Las escuelas que más probablemente van a reemplazar docentes con plataformas de IA son precisamente las que atienden a esos estudiantes. Eso debería indignarnos.
Quién paga cuando nos equivocamos
La rotación docente en escuelas con pocos recursos es aproximadamente un 50% mayor que en los distritos más acomodados. Lo vi de primera mano en las favelas de Río de Janeiro a través de mi trabajo con Viva Rio, donde los programas educativos atendían a cientos de comunidades. Esas escuelas enfrentan escaseces reales y agotadoras. Entonces, cuando un proveedor de IA llega con una solución que puede "cubrir" a más estudiantes con menos docentes, el argumento convence. La matemática del presupuesto parece funcionar.
Pero los estudiantes de esas escuelas terminan con una educación de menor calidad, envuelta en una interfaz elegante.
Los distritos con las peores escaseces docentes enfrentan la mayor presión para automatizar la instrucción. Pero esos son precisamente los estudiantes para quienes la relación con el docente importa más. La lógica de la sustitución funciona exactamente al revés.
Cuando cofundé Flip Education, los inversores me preguntaban una y otra vez por qué necesitábamos docentes si la metodología era sólida. ¿No podíamos simplemente construir una app? Entendía la pregunta. Pero después de más de una década diseñando programas de aprendizaje activo y capacitando docentes para implementarlos, sé que el aprendizaje activo — el tipo en el que los estudiantes construyen comprensión juntos — falla sin facilitación humana.
Alguien tiene que notar cuando una discusión grupal se está volviendo performativa en lugar de generativa, y redirigirla. Alguien tiene que darse cuenta de qué estudiante lleva veinte minutos sin hablar y crear un punto de entrada con bajo riesgo para él. Alguien tiene que decidir, en tiempo real, que hay que abandonar el plan de clase porque acaba de surgir algo más importante. Esas son decisiones de criterio, y requieren conocer el ambiente. Los algoritmos optimizan; no juzgan.
Lo que la IA debería hacer realmente en un aula
Nada de esto significa que la tecnología sea inútil. La pregunta es qué le estamos pidiendo que haga.
La IA que le ahorra a un docente tres horas de trabajo administrativo a la semana tiene valor, porque esas tres horas vuelven a los estudiantes. La IA que ayuda a un docente a identificar qué estudiantes tienen dificultades con un concepto específico antes de una clase tiene valor, porque agudiza el juicio humano en lugar de reemplazarlo. La IA que genera ejercicios de práctica diferenciados, o resume una investigación, o le da a un docente una segunda lectura sobre una rúbrica de evaluación: todo eso es útil de la misma manera que cualquier buena herramienta es útil.

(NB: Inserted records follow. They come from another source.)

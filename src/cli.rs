use crate::config::Config;
use crate::report::{Period, ReportFormat};
use crate::store::{open_store, LedgerStore, StoreBackend};
use anyhow::{Context, Result};
use clap::{ArgAction, Args, Parser, Subcommand};
use std::path::PathBuf;

#[derive(Parser)]
#[command(name = "gledger")]
#[command(about = "Track commit activity across repositories and turn it into reports")]
#[command(version)]
pub struct Cli {
    #[clap(flatten)]
    pub common: CommonArgs,

    #[command(subcommand)]
    pub command: Commands,
}

#[derive(Args, Clone)]
pub struct CommonArgs {
    #[arg(long, global = true, help = "Path to config file")]
    pub config: Option<PathBuf>,

    #[arg(long, global = true, help = "Path to ledger file")]
    pub ledger: Option<PathBuf>,

    #[arg(long, global = true, value_enum, help = "Ledger storage backend")]
    pub backend: Option<StoreBackend>,

    #[arg(short, long, global = true, action = ArgAction::Count, help = "Increase log verbosity")]
    pub verbose: u8,
}

impl CommonArgs {
    pub fn load_config(&self) -> Result<Config> {
        Config::load(self.config.as_deref()).context("Failed to load configuration")
    }

    pub fn open_store(&self, config: &Config) -> Result<Box<dyn LedgerStore>> {
        let backend = self.backend.unwrap_or(config.store.backend);
        let path = self
            .ledger
            .clone()
            .unwrap_or_else(|| config.ledger_path(backend));
        open_store(backend, &path)
            .with_context(|| format!("Failed to open ledger at {}", path.display()))
    }
}

#[derive(Args, Clone)]
pub struct ReportArgs {
    #[arg(long, help = "First day (YYYY-MM-DD, RFC3339, today, yesterday, or 'N days ago')")]
    pub since: Option<String>,

    #[arg(long, help = "Last day, inclusive (defaults to today)")]
    pub until: Option<String>,

    #[arg(long, value_enum, conflicts_with_all = ["since", "until"], help = "Named period")]
    pub period: Option<Period>,

    #[arg(long, help = "Only report on this project")]
    pub project: Option<String>,

    #[arg(
        long,
        value_parser = parse_format,
        help = "structured-outline (markdown), decorated-text (text) or styled-markup (html)"
    )]
    pub format: Option<ReportFormat>,

    #[arg(long, short, help = "Write the report to this file instead of stdout")]
    pub output: Option<PathBuf>,
}

fn parse_format(value: &str) -> std::result::Result<ReportFormat, String> {
    value.parse().map_err(|e: crate::error::LedgerError| e.to_string())
}

#[derive(Subcommand)]
pub enum Commands {
    /// Start tracking a repository
    Track {
        #[arg(help = "Repository path (defaults to the current directory)")]
        path: Option<PathBuf>,

        #[arg(long, help = "Project identifier (defaults to the directory name)")]
        name: Option<String>,

        #[arg(long, help = "Do not ingest history right away")]
        no_sync: bool,
    },
    /// Stop tracking a project and drop its ledger
    Untrack { identifier: String },
    /// List tracked projects
    List {
        #[arg(long, help = "Output as JSON")]
        json: bool,
    },
    /// Pull new commits for every tracked project
    Sync {
        #[arg(long, help = "Only sync this project")]
        project: Option<String>,
    },
    /// Drop a project's ledger and re-ingest recent history
    Refresh { identifier: String },
    /// Sync periodically
    Watch {
        #[arg(long, help = "Time between cycles, e.g. 15m (overrides config)")]
        interval: Option<String>,

        #[arg(long, help = "Stop after this many cycles")]
        max_cycles: Option<u32>,
    },
    /// Render an activity report
    Report(ReportArgs),
}

impl Cli {
    pub fn execute(self) -> Result<()> {
        match self.command {
            Commands::Track { path, name, no_sync } => {
                crate::projects::track(&self.common, path, name, no_sync)
            }
            Commands::Untrack { identifier } => crate::projects::untrack(&self.common, &identifier),
            Commands::List { json } => crate::projects::list(&self.common, json),
            Commands::Sync { project } => crate::sync::exec(&self.common, project.as_deref()),
            Commands::Refresh { identifier } => crate::sync::refresh(&self.common, &identifier),
            Commands::Watch { interval, max_cycles } => {
                crate::sync::watch(&self.common, interval.as_deref(), max_cycles)
            }
            Commands::Report(args) => crate::report::exec(&self.common, args),
        }
    }
}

La distinción que importa es si la tecnología está potenciando la capacidad docente o sustituyendo la presencia docente. Lo primero es una ganancia para los estudiantes. Lo segundo es una medida de reducción de costos disfrazada de argumento de equidad.
La línea que estoy trazando
Escribo esto porque he visto lo que pasa cuando se hace la apuesta equivocada — en escuelas de Río de Janeiro y São Paulo, en cientos de conversaciones silenciosas con docentes que sienten la presión de achicarse para que la plataforma pueda hacer más.

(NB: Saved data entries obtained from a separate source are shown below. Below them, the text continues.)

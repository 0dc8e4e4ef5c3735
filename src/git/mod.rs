pub mod adapter;
pub mod repo;

pub use adapter::{GixAdapter, RepositoryAdapter};
pub use repo::GitRepo;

La educación siempre ha tenido una relación complicada con las soluciones mágicas. Cada década trae una nueva. La tecnología cambia; la promesa de fondo sigue siendo la misma: que podemos ingeniarnos una salida del trabajo lento, relacional e irreduciblemente humano de ayudar a alguien a aprender.
No podemos. Y cuanto antes la industria sea honesta sobre eso, antes podremos imaginar cómo debería verse realmente la IA en la educación.
Los docentes son el mecanismo por el cual ocurre el aprendizaje. Todo lo demás es infraestructura.